Back in the day, many noobs started using weightlifting belts during squats and deadlifts under the influence of Mark Rippetoe and his puppies that later on branched out and developed the 70sbig fetish. According to those individuals, the weightlifting belt gives you ”an anchor to push against with your abs”. Those men believe that this technique allows you to get stronger faster.
While it’s probably true that a belt allows you to flex your abs more intensely, people lift more with a belt for other reasons too.
The belt stabilizes your entire waist and acts as an artificial ligament. This is especially true for those large powerlifting belts made out of thick leather.
You can think of belts as wrist wraps for your waist. Most people bench more with wrist wraps thanks to the extra stability. When you put on 2 meters of thick material around the joint, you add another layer of protection that increases the stability greatly. The belt does the same for your waist – it thickens it artificially.
What’s the problem? The problem is that the ligaments are not getting stronger, and the belt becomes a crutch. I don’t care how sore your abs are from pushing against the stupid belt. The ligaments and the obliques actually work less. It’s like squatting with light knee wraps. The stress on the joint is reduced. As a result, the connective tissues do not adapt to the stimulus and remain weaker.
Why would you do that to yourself unless you are injured? It makes more sense to allow the area to develop naturally instead of introducing a belt to the equation.

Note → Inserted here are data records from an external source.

/// Exponential follower: each step closes `factor` of the remaining gap.
///
/// With `factor` in `(0, 1]` the value approaches its target monotonically and
/// never overshoots.
#[derive(Debug, Clone, Copy, PartialEq)]
pub struct ExponentialFollower {
    value: f32,
    factor: f32,
}

impl ExponentialFollower {
    pub fn new(initial: f32, factor: f32) -> Self {
        Self {
            value: initial,
            factor: factor.clamp(f32::EPSILON, 1.0),
        }
    }

    pub fn value(&self) -> f32 {
        self.value
    }

    pub fn factor(&self) -> f32 {
        self.factor
    }

    pub fn follow(&mut self, target: f32) -> f32 {
        self.value += (target - self.value) * self.factor;
        self.value
    }
}

#[cfg(test)]
mod tests {
    use super::*;

    #[test]
    fn converges_without_overshoot() {
        let mut follower = ExponentialFollower::new(0.0, 0.1);
        let mut previous = follower.value();
        for _ in 0..60 {
            let next = follower.follow(1.0);
            assert!(next > previous);
            assert!(next <= 1.0);
            previous = next;
        }
        assert!(previous > 0.99);
    }

    #[test]
    fn first_step_moves_ten_percent() {
        let mut follower = ExponentialFollower::new(0.0, 0.1);
        assert!((follower.follow(1.0) - 0.1).abs() < 1e-6);
        assert!((follower.follow(1.0) - 0.19).abs() < 1e-6);
    }

    #[test]
    fn factor_is_clamped() {
        let follower = ExponentialFollower::new(0.0, 4.0);
        assert_eq!(follower.factor(), 1.0);
    }
}
/// Two independent visibility signals folded into one render gate.
///
/// The viewport signal and the page signal come from unrelated sources and
/// may flip in any order; rendering is allowed only while both are true.
#[derive(Debug, Clone, Copy, PartialEq, Eq)]
pub struct VisibilityGate {
    in_viewport: bool,
    page_visible: bool,
}

impl VisibilityGate {
    pub fn new(in_viewport: bool, page_visible: bool) -> Self {
        Self {
            in_viewport,
            page_visible,
        }
    }

    pub fn in_viewport(&self) -> bool {
        self.in_viewport
    }

    pub fn page_visible(&self) -> bool {
        self.page_visible
    }

    /// Records the viewport signal. Returns whether the gate flipped.
    pub fn set_in_viewport(&mut self, in_viewport: bool) -> bool {
        let before = self.should_render();
        self.in_viewport = in_viewport;
        before != self.should_render()
    }

    /// Records the page signal. Returns whether the gate flipped.
    pub fn set_page_visible(&mut self, page_visible: bool) -> bool {
        let before = self.should_render();
        self.page_visible = page_visible;
        before != self.should_render()
    }

    pub fn should_render(&self) -> bool {
        self.in_viewport && self.page_visible
    }
}

impl Default for VisibilityGate {
    fn default() -> Self {
        Self::new(true, true)
    }
}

Many people part of the starting strength community are using belts for 1.5 BW squats without having a prior injury of any kind. Their reasoning is that a belt makes you stronger faster. This is nonsense. You don’t get stronger with a belt. You are simply lifting more weight. Honestly, the belt is a light form of powerlifting gear. There is a reason why many people take great pride in lifting without a belt (e.g. Konstantīns Konstantinovs).
Of course, I don’t expect the brainwashed permabulkers to agree with me because they are too deep into the low bar cult.
How can I recognize members of the low bar cult?
Nice question. It’s simple. You just have to look for a group of fat guys occupying the squat rack in the gym for a few hours in order to do a weird form of squats resembling good mornings. Most of the time those individuals are also wearing T-shirts with the following messages:
”Mammals drink milk. You are a mammal.”
”Join the fight against muscle atrophy.”
”Grown Males > 200 lbs”
After the long squat session, they move to the bench press. During all sets, their hairy, ”manly”, permabulking bellies are sticking out.
After the workout, the strength masters go for a ”real man’s” lunch – five XXL burgers.
Note: They throw the buns away because “carbs make you fat”. Those guys want to ”recomp” (burn fat while building muscle mass).
Ultimately, you don’t need a stupid belt to deadlift unless you have a medical reason to use it. If you are healthy, it’s better to get stronger without wraps, belts, whistles and other ”equipment”.
Honestly, most people are just looking for an excuse to use belts, and guys like Rippetoe give them a ”scientific” permission to do so. My question is why? Does it really matter whether you squat 300lbs with a belt and 285lbs without one? You ain’t breaking records anyway.
hahahahahaa what a load of shit.
It’s good to have a powerlifter affirm that the claim “…a healthy guy with a healthy back NEEDs a belt in order to deadlift safely…” is a laughable load of shit.
Thanks for posting!
Dude whenever you say “but the truth is” a puppy dies. You don’t know shit.
If you want to build natural strength you have to lift naked, and without a barbell. That is natural! Whats your total bro?
Does your dictionary list “natural” as a synonym for “safe”?
Or, maybe you accidentally posted here while intending to comment on a completely different article, which was titled, “Do You Need A Belt To Deadlift Naturally”?
I dont disagree that a belt acts a separate form of “tissue”. For me, lifting at heavier weights put a lot of strain on my body and the job I work is taxing on me as is, so the extra protection is needed. Doing beltless work I do find to beneficial to help correct the issues your addressing and perhaps some extra abdominal work.
Ironically, the “abs anchor” idea might be better utilized by normally deadlifting withOUT a belt, which would cause the abs to strengthen, and then using a belt only near enough to a powerlifting contest to get used to deadlifting with a belt. The abs would have grown stronger by deadlifting without the belt, so might be capable of greater force to push against a belt worn for the contest, enabling an even heavier deadlift.
By the way…I’m age 62, been PED-free bodybuilding for forty-five years, and have facet-joint syndrome in my lower lumbar. Nevertheless, for many years, at my 5’8″, 160 lbs, I regularly deadlift 325 to 350 lbs for a 5-to-10 rep set, as the very last exercise of a workout (following heavily-weighted back extensions), without a belt. Deadlifting without a belt doesn’t hurt my back; rather, it helps with my lumbar issue.